Saturday, March 15, 2014

Crocuses, clams, and the common core

Crocuses here, today, now.
Crocuses in full bloom, I'm smelling like a mudflat with a mess of clams just raked and scrubbed, and the light is returning.

A good day to be human.

Sad thing is, the days I feel most human are the days I most doubt the benefits of a public school system driven top down by a central power influenced by big money.

The things I most enjoy--clamming, singing, drinking home-made mead, and hanging with my best friend--I learned despite school.

I think we all agree kids need to learn to read and write. We pretend to agree that they should know a thing or two about numbers, but if your child has touched a calculator before she's 10, you're doing it wrong.

Clams today, here, now.

Beyond that, I think most would agree that a child should know her history, know who holds power over her, and how the local economy works--though I am not sure the CCSS crowd would concur.

I'm pretty sure that she does not need to know the number of rings in adenine and guanine, quadratic equations, or how many miles we are from the sun.

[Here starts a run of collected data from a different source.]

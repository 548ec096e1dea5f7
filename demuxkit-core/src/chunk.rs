//! Media chunk abstractions for demuxed sample data.
//!
//! A chunk carries one demuxed access unit (e.g. one AAC frame) together
//! with its timing and origin metadata.

use bitflags::bitflags;
use std::fmt;

bitflags! {
    /// Flags for chunk properties.
    #[derive(Debug, Clone, Copy, PartialEq, Eq, Hash, Default)]
    pub struct ChunkFlags: u32 {
        /// This chunk contains a sync sample (keyframe).
        const KEYFRAME = 0x0001;
    }
}

/// One demuxed media chunk.
#[derive(Clone)]
pub struct MediaChunk {
    /// The chunk payload.
    data: Vec<u8>,
    /// Stream (track) this chunk belongs to.
    pub stream_id: u32,
    /// Presentation timestamp in milliseconds.
    pub timestamp_ms: u64,
    /// Duration in the track's native timescale units.
    pub duration: u32,
    /// Byte offset of the payload in the source file.
    pub file_offset: u64,
    /// Chunk flags.
    pub flags: ChunkFlags,
}

impl MediaChunk {
    /// Create a new chunk with owned data.
    pub fn new(stream_id: u32, data: Vec<u8>) -> Self {
        Self {
            data,
            stream_id,
            timestamp_ms: 0,
            duration: 0,
            file_offset: 0,
            flags: ChunkFlags::empty(),
        }
    }

    /// Get the chunk data.
    pub fn data(&self) -> &[u8] {
        &self.data
    }

    /// Get the size of the chunk data.
    pub fn size(&self) -> usize {
        self.data.len()
    }

    /// Check if this chunk is empty.
    pub fn is_empty(&self) -> bool {
        self.data.is_empty()
    }

    /// Check if this is a keyframe chunk.
    pub fn is_keyframe(&self) -> bool {
        self.flags.contains(ChunkFlags::KEYFRAME)
    }

    /// Set the keyframe flag.
    pub fn set_keyframe(&mut self, keyframe: bool) {
        if keyframe {
            self.flags.insert(ChunkFlags::KEYFRAME);
        } else {
            self.flags.remove(ChunkFlags::KEYFRAME);
        }
    }

    /// Create a new chunk with the specified timestamp.
    pub fn with_timestamp(mut self, timestamp_ms: u64) -> Self {
        self.timestamp_ms = timestamp_ms;
        self
    }

    /// Create a new chunk with the specified duration.
    pub fn with_duration(mut self, duration: u32) -> Self {
        self.duration = duration;
        self
    }

    /// Create a new chunk with the specified file offset.
    pub fn with_file_offset(mut self, offset: u64) -> Self {
        self.file_offset = offset;
        self
    }
}

impl fmt::Debug for MediaChunk {
    fn fmt(&self, f: &mut fmt::Formatter<'_>) -> fmt::Result {
        f.debug_struct("MediaChunk")
            .field("stream_id", &self.stream_id)
            .field("size", &self.size())
            .field("timestamp_ms", &self.timestamp_ms)
            .field("file_offset", &self.file_offset)
            .field("flags", &self.flags)
            .finish()
    }
}
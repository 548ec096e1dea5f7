//! Error types for the demuxkit library.
//!
//! This module provides the error hierarchy shared by all components of the library.

use thiserror::Error;

/// Main error type for the demuxkit library.
#[derive(Error, Debug)]
pub enum Error {
    /// Container format errors (demuxing).
    #[error("Container error: {0}")]
    Container(#[from] ContainerError),

    /// Bitstream parsing errors.
    #[error("Bitstream error: {0}")]
    Bitstream(#[from] BitstreamError),

    /// I/O errors.
    #[error("I/O error: {0}")]
    Io(#[from] std::io::Error),

    /// Invalid parameter provided.
    #[error("Invalid parameter: {0}")]
    InvalidParameter(String),

    /// Unsupported feature or format.
    #[error("Unsupported: {0}")]
    Unsupported(String),

    /// End of stream reached.
    #[error("End of stream")]
    EndOfStream,
}

/// Container format errors.
#[derive(Error, Debug)]
pub enum ContainerError {
    /// Invalid or corrupted container structure.
    #[error("Invalid container structure: {0}")]
    InvalidStructure(String),

    /// Missing required atom/box/element.
    #[error("Missing required element: {0}")]
    MissingElement(String),

    /// Invalid element size.
    #[error("Invalid element size at offset {offset}: {message}")]
    InvalidSize { offset: u64, message: String },

    /// Stream not found in container.
    #[error("Stream {index} not found")]
    StreamNotFound { index: u32 },

    /// Seek operation failed.
    #[error("Seek failed: {0}")]
    SeekFailed(String),

    /// Track configuration error.
    #[error("Track configuration error: {0}")]
    TrackConfig(String),

    /// Generic container error message.
    #[error("{0}")]
    Other(String),
}

impl From<String> for ContainerError {
    fn from(s: String) -> Self {
        ContainerError::Other(s)
    }
}

impl From<&str> for ContainerError {
    fn from(s: &str) -> Self {
        ContainerError::Other(s.to_string())
    }
}

/// Bitstream parsing errors.
#[derive(Error, Debug)]
pub enum BitstreamError {
    /// Unexpected end of bitstream.
    #[error("Unexpected end of bitstream")]
    UnexpectedEnd,

    /// Invalid sync code.
    #[error("Invalid sync code at offset {offset}")]
    InvalidSync { offset: u64 },

    /// Bit alignment error.
    #[error("Bit alignment error")]
    AlignmentError,

    /// Generic bitstream error message.
    #[error("{0}")]
    Other(String),
}

impl From<String> for BitstreamError {
    fn from(s: String) -> Self {
        BitstreamError::Other(s)
    }
}

impl From<&str> for BitstreamError {
    fn from(s: &str) -> Self {
        BitstreamError::Other(s.to_string())
    }
}

/// Result type alias using our Error type.
pub type Result<T> = std::result::Result<T, Error>;

impl Error {
    /// Create an invalid parameter error.
    pub fn invalid_param(msg: impl Into<String>) -> Self {
        Error::InvalidParameter(msg.into())
    }

    /// Create an unsupported error.
    pub fn unsupported(msg: impl Into<String>) -> Self {
        Error::Unsupported(msg.into())
    }

    /// Check if this is an end-of-stream error.
    #[must_use]
    pub fn is_eof(&self) -> bool {
        matches!(
            self,
            Error::EndOfStream | Error::Bitstream(BitstreamError::UnexpectedEnd)
        )
    }
}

Not saying she might not pursue all those if they interest her--and we owe it to her to show her how to pursue what she wants to pursue. We just need to make sure it's done well, with faith in our towns, and with fidelity to the truth. Not sure that will prepare a child for the global economy, and I doubt that will lead to success on Wall Street.

If we could do that, democracy would thrive.
Capitalism, at least the form we practice in the States, would collapse like a clubbed baby seal.

So we got the "Common Core" instead, for us commoners. There are a lot of us. We have more power than we know.

Time to do what's right for the child in front of you, for her parents, and for your town, even when (or maybe especially when) it conflicts with the needs of a few folk who do not know your child, and never will.

The Great Famine was neither an act of God nor an act of nature--it was the direct result of centralized power.
We all have similar stories in our histories.
Act like your child matters.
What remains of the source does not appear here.